R. – A Mingkaman, dopo il dicembre 2013, sono arrivati circa 120 mila sfollati che si sono poi, nei vari mesi, ridotti un po’ di numero per poi aumentare ancora, per cui siamo arrivati agli 80 mila circa. Era uno dei Campi sfollati più grandi di tutto il Sud Sudan, in particolare in un’area non direttamente coinvolta dal conflitto. La situazione rimane critica. Queste persone hanno perso tutto, le loro mandrie e i pochi beni che avevano a disposizione. Il Ccm in particolare, lavora nella salute primaria in queste aree e nel trattamento della malnutrizione, che rimane uno degli aspetti più critici in tutto il Paese. La possibilità per queste persone di tornare nei territori d’origine è sempre più difficile visto che il conflitto continua con un crescendo di violenze e brutalità costanti da entrambe le parti e coinvolgono sempre più spesso anche la popolazione civile.

D. – In questo quadro sono le possibili prospettive e scenari futuri?
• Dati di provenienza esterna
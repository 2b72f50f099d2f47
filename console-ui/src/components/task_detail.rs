use std::cell::Cell;
use std::rc::Rc;

use console_types::{ExecutionLog, TaskSummary};
use dioxus::prelude::*;
use gloo_timers::future::TimeoutFuture;

use crate::api::fetch_task;
use crate::app::Route;
use crate::components::task_list::status_color;
use crate::components::{ChatPanel, ExecutionFeed, ProgressBar};
use crate::config::console_config;
use crate::history::load_history;
use crate::stream::{
    drain_signals, new_signal_queue, open_task_stream, ConnectionState, Delivery, FeedTicket,
    LiveFeed, StreamSignal, TaskStreamRuntime,
};

/// Route target. Keyed on the task id so switching tasks tears the whole
/// detail view down, closing its subscription, before the next one mounts.
#[component]
pub fn TaskDetailPage(task_id: i64) -> Element {
    rsx! {
        TaskDetail { key: "{task_id}", task_id }
    }
}

#[component]
fn TaskDetail(task_id: i64) -> Element {
    let mut task = use_signal(|| None::<TaskSummary>);
    let mut feed = use_signal(LiveFeed::default);
    let mut logs = use_signal(Vec::<ExecutionLog>::new);
    let mut runtime = use_signal(|| None::<TaskStreamRuntime>);
    let signal_queue = use_hook(new_signal_queue::<FeedTicket>);
    let mut pump_started = use_signal(|| false);
    let pump_alive = use_hook(|| Rc::new(Cell::new(true)));

    let loaded = use_memo(move || task.read().is_some());
    let running = use_memo(move || {
        task.read()
            .as_ref()
            .is_some_and(|task| task.status().is_running())
    });

    {
        let pump_alive = pump_alive.clone();
        use_drop(move || {
            pump_alive.set(false);
            if let Some(runtime) = runtime.write().take() {
                runtime.close();
            }
            feed.write().deactivate();
        });
    }

    let refresh_task = use_callback(move |_: ()| {
        spawn(async move {
            match fetch_task(task_id).await {
                Ok(summary) => task.set(Some(summary)),
                Err(e) => {
                    dioxus_logger::tracing::error!("Failed to fetch task {}: {}", task_id, e);
                }
            }
        });
    });

    // Reload persisted logs. The feed only takes them while the task is idle.
    let refresh_history = use_callback(move |_: ()| {
        let ticket = if *running.peek() {
            None
        } else {
            Some(feed.write().begin_history(task_id))
        };
        spawn(async move {
            let snapshot = load_history(task_id).await;
            if let Some(ticket) = ticket {
                if !feed.write().apply_history(&ticket, snapshot.messages) {
                    dioxus_logger::tracing::debug!("Discarded stale history for task {}", task_id);
                }
            }
            logs.set(snapshot.logs);
        });
    });

    use_effect(move || {
        refresh_task.call(());
    });

    // Live stream while running, persisted history otherwise. Status
    // refreshes that keep the same running flag do not re-run this.
    {
        let signal_queue = signal_queue.clone();
        use_effect(move || {
            if !loaded() {
                return;
            }
            let live = running();

            if let Some(previous) = runtime.write().take() {
                previous.close();
            }

            if !live {
                refresh_history.call(());
                return;
            }

            let ticket = feed.write().activate(task_id);
            let queue = signal_queue.clone();
            let url = console_config().task_stream_url(task_id);
            match open_task_stream(&url, move |signal| {
                queue.borrow_mut().push_back((ticket, signal));
            }) {
                Ok(stream) => runtime.set(Some(stream)),
                Err(e) => {
                    dioxus_logger::tracing::error!("Task stream {} failed to open: {}", task_id, e);
                    feed.write().transport_failed(&ticket);
                }
            }
            // Logs list for the chat picker, independent of the live feed
            spawn(async move {
                logs.set(load_history(task_id).await.logs);
            });
        });
    }

    // Drain stream signals into the feed
    {
        let signal_queue = signal_queue.clone();
        let pump_alive = pump_alive.clone();
        use_effect(move || {
            if pump_started() {
                return;
            }
            pump_started.set(true);

            let signal_queue = signal_queue.clone();
            let pump_alive = pump_alive.clone();
            spawn(async move {
                while pump_alive.get() {
                    for (ticket, signal) in drain_signals(&signal_queue) {
                        match signal {
                            StreamSignal::Opened => {
                                feed.write().opened(&ticket);
                            }
                            StreamSignal::Message(data) => {
                                let delivery = feed.write().deliver(&ticket, &data);
                                if delivery == Delivery::Terminal {
                                    if let Some(stream) = runtime.write().take() {
                                        stream.close();
                                    }
                                    refresh_task.call(());
                                }
                            }
                            StreamSignal::Failed(reason) => {
                                if feed.write().transport_failed(&ticket) {
                                    dioxus_logger::tracing::error!(
                                        "Task {} stream lost: {}",
                                        ticket.task_id,
                                        reason
                                    );
                                    if let Some(stream) = runtime.write().take() {
                                        stream.close();
                                    }
                                }
                            }
                        }
                    }
                    TimeoutFuture::new(16).await;
                }
            });
        });
    }

    let connection = feed.read().connection();
    let progress = feed.read().progress();
    let messages = feed.read().messages().to_vec();
    let final_status = feed.read().final_status().map(ToString::to_string);
    let empty_label = if running() {
        "Waiting for the first event..."
    } else {
        "No execution data for this task."
    };

    rsx! {
        div {
            style: "max-width: 64rem; margin: 0 auto; padding: 1.5rem; display: flex; flex-direction: column; gap: 1rem;",
            Link { to: Route::TaskListPage {}, "← All tasks" }

            {match task() {
                Some(summary) => {
                    let status = summary.status();
                    let color = status_color(&status);
                    rsx! {
                        div {
                            style: "display: flex; align-items: center; gap: 1rem;",
                            h1 { style: "flex: 1; font-size: 1.25rem; font-weight: 600;", "#{summary.id} {summary.title}" }
                            span {
                                style: "font-size: 0.75rem; padding: 0.125rem 0.5rem; border-radius: 9999px; background: {color}; color: white;",
                                "{status.as_str()}"
                            }
                            ConnectionBadge { state: connection }
                        }
                    }
                }
                None => rsx! {
                    div { style: "color: #9ca3af;", "Loading task {task_id}..." }
                },
            }}

            if running() {
                ProgressBar { value: progress.unwrap_or(0) }
            }
            if let Some(status) = final_status {
                div { style: "font-size: 0.75rem; color: #9ca3af;", "Stream finished: {status}" }
            }

            div {
                style: "padding: 1rem; background: #0f172a; border-radius: 0.5rem; max-height: 60vh; overflow-y: auto;",
                ExecutionFeed { messages, empty_label: empty_label.to_string() }
            }

            ChatPanel {
                task_id,
                logs: logs(),
                on_turn_complete: move |_| refresh_history.call(()),
            }
        }
    }
}

#[component]
fn ConnectionBadge(state: ConnectionState) -> Element {
    let color = match state {
        ConnectionState::Open => "#10b981",
        ConnectionState::Connecting => "#f59e0b",
        ConnectionState::Disconnected => "#ef4444",
        ConnectionState::Idle | ConnectionState::Closed | ConnectionState::Finished => "#6b7280",
    };

    rsx! {
        span {
            style: "display: inline-flex; align-items: center; gap: 0.375rem; font-size: 0.75rem; color: #9ca3af;",
            span { style: "width: 0.5rem; height: 0.5rem; border-radius: 9999px; background: {color};" }
            "{state.label()}"
        }
    }
}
R. – E’ molto difficile fare previsioni perché di fatto il negoziato di pace tra il Presidente Kiir e Machar, leader dell’opposizione, sono in stallo da parecchio tempo e sembra che manchi del tutto la volontà di trovare un accordo di fatto. Senza un negoziato di pace, senza un ritorno ad una situazione di normalità, il Paese rischia di cronicizzare e di peggiorare la situazione di crisi che c’è attualmente sia dal punto di vista sanitario sia dal punto di vista alimentare sia dal punto di vista della sicurezza. Ci sarebbe bisogno di un’azione un po’ più decisa e coordinata dalle potenze mondiali per fare pressione sufficiente ad ottenere un negoziato.